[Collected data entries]
-----
//! Persistence boundary.
//!
//! The host application owns the database and the file storage; the core
//! talks to them only through these traits. Every trait takes `&self` and
//! is `Send + Sync` so one adapter can be shared across requests.
//!
//! Uniqueness constraints (`serialNumber`, document `uuid`, and
//! `(signRequestId, identifierKey, identifierValue)`) are enforced by the
//! repositories and reported as [`Conflict::Duplicate`](crate::error::Conflict::Duplicate).

pub mod memory;

use crate::crl::{CrlEntry, CrlStatus};
use crate::error::Result;
use crate::identify::IdentifyMethod;
use crate::workflow::{Document, SignRequest};
use uuid::Uuid;

pub use memory::InMemoryStore;

/// Counter holding the latest CA generation.
pub const CA_GENERATION_COUNTER: &str = "ca_generation";

/// Counter holding the latest CRL number.
pub const CRL_NUMBER_COUNTER: &str = "crl_number";

/// Opaque blob storage addressed by node id.
pub trait BlobStorage: Send + Sync {
    fn read(&self, node_id: u64) -> Result<Vec<u8>>;
    fn write(&self, node_id: u64, bytes: &[u8]) -> Result<()>;
}

/// Persisted monotonic counters with compare-and-swap updates.
pub trait Counter: Send + Sync {
    /// Current value; 0 for a counter that was never written.
    fn current(&self, name: &str) -> Result<u64>;

    /// Set `name` to `new` if it still holds `expected`. Returns whether the
    /// swap happened.
    fn compare_and_swap(&self, name: &str, expected: u64, new: u64) -> Result<bool>;
}

/// Application configuration key/value store.
pub trait AppConfigStore: Send + Sync {
    fn get(&self, key: &str) -> Result<Option<String>>;
    fn set(&self, key: &str, value: &str) -> Result<()>;
    fn remove(&self, key: &str) -> Result<()>;
}

pub trait DocumentRepository: Send + Sync {
    /// Store a new document and return it with its assigned id.
    fn insert_document(&self, document: Document) -> Result<Document>;
    fn get_document(&self, id: u64) -> Result<Document>;
    fn find_document_by_uuid(&self, uuid: Uuid) -> Result<Option<Document>>;
    fn update_document(&self, document: &Document) -> Result<()>;
    /// Replace the row only if its stored `signed_hash` still equals
    /// `expected_signed_hash`. Returns whether the update happened.
    fn compare_and_update_document(
        &self,
        document: &Document,
        expected_signed_hash: Option<&str>,
    ) -> Result<bool>;
    /// Children of an envelope, by id.
    fn children(&self, parent_id: u64) -> Result<Vec<Document>>;
}

pub trait SignRequestRepository: Send + Sync {
    fn insert_sign_request(&self, request: SignRequest) -> Result<SignRequest>;
    fn get_sign_request(&self, id: u64) -> Result<SignRequest>;
    fn update_sign_request(&self, request: &SignRequest) -> Result<()>;
    fn delete_sign_request(&self, id: u64) -> Result<()>;
    /// Signers of a document ordered by `signing_order`, then id.
    fn sign_requests_for_document(&self, document_id: u64) -> Result<Vec<SignRequest>>;
}

pub trait IdentifyMethodRepository: Send + Sync {
    fn insert_identify_method(&self, method: IdentifyMethod) -> Result<IdentifyMethod>;
    fn update_identify_method(&self, method: &IdentifyMethod) -> Result<()>;
    fn identify_methods_for(&self, sign_request_id: u64) -> Result<Vec<IdentifyMethod>>;
    fn delete_identify_methods_for(&self, sign_request_id: u64) -> Result<()>;
}

pub trait CrlRepository: Send + Sync {
    fn insert_crl_entry(&self, entry: CrlEntry) -> Result<()>;
    fn get_crl_entry(&self, serial_number: u64) -> Result<Option<CrlEntry>>;

    /// Replace the stored entry if its status is still `expected`. Returns
    /// whether the row was written.
    fn update_crl_entry(&self, entry: &CrlEntry, expected: CrlStatus) -> Result<bool>;

    /// All entries ordered by serial number.
    fn crl_entries(&self) -> Result<Vec<CrlEntry>>;
}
-----
WORK TO BE COMPLETED: Look above for the line containing "envelope, by id.". Output from there through the line containing "fn update_sign_request(&self, request: &SignRequest)", exactly and inclusively.

EXERCISE RESULT:
    /// Children of an envelope, by id.
    fn children(&self, parent_id: u64) -> Result<Vec<Document>>;
}

pub trait SignRequestRepository: Send + Sync {
    fn insert_sign_request(&self, request: SignRequest) -> Result<SignRequest>;
    fn get_sign_request(&self, id: u64) -> Result<SignRequest>;
    fn update_sign_request(&self, request: &SignRequest) -> Result<()>;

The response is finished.